◆ Work task: For the data that follows, report how many lines contain the word "sync", and nothing else.

◆ Collected data entries:
*-*-*

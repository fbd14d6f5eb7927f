//! Demonstration of typewitness trace replay and evaluation.
//!
//! This example shows how to:
//! 1. Build input-event traces
//! 2. Replay them through a collector
//! 3. Accumulate a typing session from the replayed events
//! 4. Compute features, score, and verdict
//! 5. Generate an exportable verdict report
//!
//! Run with: cargo run --example replay_demo

use std::time::Duration;

use typewitness::{
    collector::{CollectorConfig, InputEvent, KeystrokeEvent, PasteEvent, ReplayCollector},
    config::AnalyzerConfig,
    core::{ReportBuilder, TypingSession},
    transparency::TransparencyLog,
    DATA_HANDLING_DECLARATION,
};

/// An uneven, pause-heavy cadence with a couple of corrections - the shape
/// of a person drafting text.
fn human_trace() -> Vec<InputEvent> {
    let gaps = [
        180u64, 240, 410, 150, 900, 230, 310, 170, 520, 260, 1400, 210, 340, 190, 600,
    ];

    let mut events = Vec::new();
    let mut at_ms = 0u64;
    events.push(InputEvent::Keystroke(KeystrokeEvent::new("t", false, at_ms)));
    for (i, gap) in gaps.iter().enumerate() {
        at_ms += gap;
        let key = if i == 4 { "Backspace" } else { "e" };
        events.push(InputEvent::Keystroke(KeystrokeEvent::new(key, false, at_ms)));
    }
    events.push(InputEvent::Paste(PasteEvent::new(42, at_ms + 500)));
    events
}

/// A flat 45 ms cadence plus heavy pasting - the shape of scripted input.
fn bot_trace() -> Vec<InputEvent> {
    let mut events = Vec::new();
    let mut at_ms = 0u64;
    for _ in 0..60 {
        events.push(InputEvent::Keystroke(KeystrokeEvent::new("x", false, at_ms)));
        at_ms += 45;
    }
    for _ in 0..5 {
        events.push(InputEvent::Paste(PasteEvent::new(800, at_ms)));
        at_ms += 45;
    }
    events
}

fn evaluate(label: &str, events: Vec<InputEvent>, transparency_log: &TransparencyLog) {
    println!("=== {label} ===");
    println!("  Trace events: {}", events.len());

    let mut collector = ReplayCollector::from_events(events, CollectorConfig::default());
    if let Err(e) = collector.start() {
        eprintln!("Error starting replay: {e}");
        return;
    }

    // Drain the channel; it disconnects when the trace is exhausted.
    let mut session = TypingSession::new();
    let receiver = collector.receiver().clone();
    while let Ok(event) = receiver.recv_timeout(Duration::from_millis(500)) {
        match &event {
            InputEvent::Keystroke(_) => transparency_log.record_keystroke_event(),
            InputEvent::Paste(_) => transparency_log.record_paste_event(),
        }
        session.record_event(&event);
    }
    collector.stop();

    let config = AnalyzerConfig::default();
    let builder = ReportBuilder::new().with_session_id(label.to_string());
    let report = builder.build(&session, &config);
    transparency_log.record_session_analyzed();

    println!(
        "  Keystrokes: {} | pastes: {}",
        report.session.keystrokes, report.session.paste_events
    );
    println!(
        "  Mean interval: {:.1} ms | variability: {:.1} ms | paste activity: {}",
        report.features.mean_interval_ms,
        report.features.interval_variability,
        report.features.paste_activity
    );
    println!(
        "  Score: {} (fast typing +{}, low variability +{}, paste activity +{})",
        report.score.total,
        report.score.fast_typing,
        report.score.low_variability,
        report.score.high_paste_activity
    );
    println!("  Verdict: {}", report.verdict);
    println!();

    // Show a snippet of the exportable report
    let json = serde_json::to_string_pretty(&report).unwrap();
    println!("  Report (truncated):");
    for line in json.lines().take(12) {
        println!("    {line}");
    }
    println!("    ...");
    println!();
}

fn main() {
    println!("Typewitness - Replay Demo");
    println!("=========================");
    println!();

    // Display data-handling declaration
    println!("{DATA_HANDLING_DECLARATION}");
    println!();

    let transparency_log = TransparencyLog::new();

    evaluate("human-draft", human_trace(), &transparency_log);
    evaluate("scripted-input", bot_trace(), &transparency_log);

    // Final statistics
    println!("{}", transparency_log.summary());
    println!();
    println!("Demo complete!");
}
//! Collection-stats log.
//!
//! Tracks and exposes counts of what the analyzer has processed without
//! storing any composed text, key identifiers, or clipboard contents.

use chrono::{DateTime, Utc};
use serde::{Deserialize, Serialize};
use std::path::PathBuf;
use std::sync::atomic::{AtomicU64, Ordering};
use std::sync::Arc;

/// Collection statistics for the current run.
#[derive(Debug)]
pub struct TransparencyLog {
    /// Number of keystroke events processed
    keystroke_events: AtomicU64,
    /// Number of paste events processed
    paste_events: AtomicU64,
    /// Number of sessions evaluated
    sessions_analyzed: AtomicU64,
    /// Number of verdict reports exported
    reports_exported: AtomicU64,
    /// Run start time
    run_start: DateTime<Utc>,
    /// Path for persisting stats
    persist_path: Option<PathBuf>,
}

impl TransparencyLog {
    /// Create a new transparency log.
    pub fn new() -> Self {
        Self {
            keystroke_events: AtomicU64::new(0),
            paste_events: AtomicU64::new(0),
            sessions_analyzed: AtomicU64::new(0),
            reports_exported: AtomicU64::new(0),
            run_start: Utc::now(),
            persist_path: None,
        }
    }

    /// Create a transparency log with persistence.
    pub fn with_persistence(path: PathBuf) -> Self {
        let mut log = Self::new();
        log.persist_path = Some(path);

        // Try to load existing stats
        if let Err(e) = log.load() {
            eprintln!("Note: Could not load previous collection stats: {e}");
        }

        log
    }

    /// Record a keystroke event.
    pub fn record_keystroke_event(&self) {
        self.keystroke_events.fetch_add(1, Ordering::Relaxed);
    }

    /// Record a paste event.
    pub fn record_paste_event(&self) {
        self.paste_events.fetch_add(1, Ordering::Relaxed);
    }

    /// Record an evaluated session.
    pub fn record_session_analyzed(&self) {
        self.sessions_analyzed.fetch_add(1, Ordering::Relaxed);
    }

    /// Record an exported report.
    pub fn record_report_exported(&self) {
        self.reports_exported.fetch_add(1, Ordering::Relaxed);
    }

    /// Get the current statistics.
    pub fn stats(&self) -> TransparencyStats {
        TransparencyStats {
            keystroke_events: self.keystroke_events.load(Ordering::Relaxed),
            paste_events: self.paste_events.load(Ordering::Relaxed),
            sessions_analyzed: self.sessions_analyzed.load(Ordering::Relaxed),
            reports_exported: self.reports_exported.load(Ordering::Relaxed),
            run_start: self.run_start,
            run_duration_secs: (Utc::now() - self.run_start).num_seconds() as u64,
        }
    }

    /// Get a summary string for display.
    pub fn summary(&self) -> String {
        let stats = self.stats();
        format!(
            "Collection Statistics:\n\
             - Keystroke events processed: {}\n\
             - Paste events processed: {}\n\
             - Sessions analyzed: {}\n\
             - Reports exported: {}\n\
             - Run duration: {} seconds\n\
             \n\
             Data Handling:\n\
             - No composed text retained\n\
             - No clipboard contents retained\n\
             - Only timing, counts, and paste lengths processed",
            stats.keystroke_events,
            stats.paste_events,
            stats.sessions_analyzed,
            stats.reports_exported,
            stats.run_duration_secs
        )
    }

    /// Save stats to disk.
    pub fn save(&self) -> Result<(), std::io::Error> {
        if let Some(ref path) = self.persist_path {
            // Ensure parent directory exists
            if let Some(parent) = path.parent() {
                std::fs::create_dir_all(parent)?;
            }

            let stats = self.stats();
            let persisted = PersistedStats {
                keystroke_events: stats.keystroke_events,
                paste_events: stats.paste_events,
                sessions_analyzed: stats.sessions_analyzed,
                reports_exported: stats.reports_exported,
                last_updated: Utc::now(),
            };

            let json = serde_json::to_string_pretty(&persisted).map_err(std::io::Error::other)?;

            std::fs::write(path, json)?;
        }
        Ok(())
    }

    /// Load stats from disk.
    fn load(&mut self) -> Result<(), std::io::Error> {
        if let Some(ref path) = self.persist_path {
            if path.exists() {
                let content = std::fs::read_to_string(path)?;
                let persisted: PersistedStats =
                    serde_json::from_str(&content).map_err(std::io::Error::other)?;

                self.keystroke_events
                    .store(persisted.keystroke_events, Ordering::Relaxed);
                self.paste_events
                    .store(persisted.paste_events, Ordering::Relaxed);
                self.sessions_analyzed
                    .store(persisted.sessions_analyzed, Ordering::Relaxed);
                self.reports_exported
                    .store(persisted.reports_exported, Ordering::Relaxed);
            }
        }
        Ok(())
    }

    /// Reset all counters.
    pub fn reset(&self) {
        self.keystroke_events.store(0, Ordering::Relaxed);
        self.paste_events.store(0, Ordering::Relaxed);
        self.sessions_analyzed.store(0, Ordering::Relaxed);
        self.reports_exported.store(0, Ordering::Relaxed);
    }
}

impl Default for TransparencyLog {
    fn default() -> Self {
        Self::new()
    }
}

/// Snapshot of transparency statistics.
#[derive(Debug, Clone, Serialize, Deserialize)]
pub struct TransparencyStats {
    pub keystroke_events: u64,
    pub paste_events: u64,
    pub sessions_analyzed: u64,
    pub reports_exported: u64,
    pub run_start: DateTime<Utc>,
    pub run_duration_secs: u64,
}

/// Stats format for persistence.
#[derive(Debug, Serialize, Deserialize)]
struct PersistedStats {
    keystroke_events: u64,
    paste_events: u64,
    sessions_analyzed: u64,
    reports_exported: u64,
    last_updated: DateTime<Utc>,
}

/// Thread-safe shared transparency log.
pub type SharedTransparencyLog = Arc<TransparencyLog>;

/// Create a new shared transparency log.
pub fn create_shared_log() -> SharedTransparencyLog {
    Arc::new(TransparencyLog::new())
}

/// Create a new shared transparency log with persistence.
pub fn create_shared_log_with_persistence(path: PathBuf) -> SharedTransparencyLog {
    Arc::new(TransparencyLog::with_persistence(path))
}
//! Transparency module for typewitness.
//!
//! Tracks and exposes what the analyzer processes, so users can always see
//! how much was collected and confirm what was not.

pub mod log;

// Re-export commonly used types
pub use log::{
    create_shared_log, create_shared_log_with_persistence, SharedTransparencyLog, TransparencyLog,
    TransparencyStats,
};
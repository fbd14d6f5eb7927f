//! Feature extraction from typing-session state.
//!
//! All features are derived from timing, counts, and lengths only - never
//! from composed text. Extraction is pull-based: nothing here mutates the
//! session, and every operation returns a neutral value on an empty session
//! instead of failing.

use crate::config::AnalyzerConfig;
use crate::core::session::TypingSession;
use serde::{Deserialize, Serialize};
use statrs::statistics::Statistics;

/// Paste-frequency classification relative to the configured threshold.
#[derive(Debug, Clone, Copy, Default, PartialEq, Eq, Serialize, Deserialize)]
pub enum PasteActivity {
    #[default]
    Normal,
    High,
}

impl std::fmt::Display for PasteActivity {
    fn fmt(&self, f: &mut std::fmt::Formatter<'_>) -> std::fmt::Result {
        match self {
            PasteActivity::Normal => write!(f, "Normal"),
            PasteActivity::High => write!(f, "High"),
        }
    }
}

/// Features extracted from one typing session.
#[derive(Debug, Clone, Copy, Default, PartialEq, Serialize, Deserialize)]
pub struct SessionFeatures {
    /// Arithmetic mean of inter-keystroke intervals in milliseconds
    pub mean_interval_ms: f64,
    /// Population standard deviation of the intervals in milliseconds
    pub interval_variability: f64,
    /// Paste-frequency classification
    pub paste_activity: PasteActivity,
}

/// Compute all features from a session.
pub fn compute_features(session: &TypingSession, config: &AnalyzerConfig) -> SessionFeatures {
    SessionFeatures {
        mean_interval_ms: mean_interval_ms(session),
        interval_variability: interval_variability(session),
        paste_activity: paste_activity(session, config),
    }
}

/// Arithmetic mean of the session's inter-keystroke intervals.
///
/// Returns 0.0 for a session with no intervals - "no data", not an error.
pub fn mean_interval_ms(session: &TypingSession) -> f64 {
    let intervals = session.intervals();
    if intervals.is_empty() {
        return 0.0;
    }
    intervals.iter().map(|&v| v as f64).mean()
}

/// Population standard deviation (n divisor) of the intervals around their
/// mean. Returns 0.0 for a session with no intervals.
pub fn interval_variability(session: &TypingSession) -> f64 {
    let intervals = session.intervals();
    if intervals.is_empty() {
        return 0.0;
    }
    intervals.iter().map(|&v| v as f64).population_std_dev()
}

/// Classify paste frequency: `High` when the number of paste actions
/// strictly exceeds the configured threshold.
pub fn paste_activity(session: &TypingSession, config: &AnalyzerConfig) -> PasteActivity {
    if session.paste_count() > config.paste_event_threshold {
        PasteActivity::High
    } else {
        PasteActivity::Normal
    }
}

*-*-*

◆ Solution to this problem: 2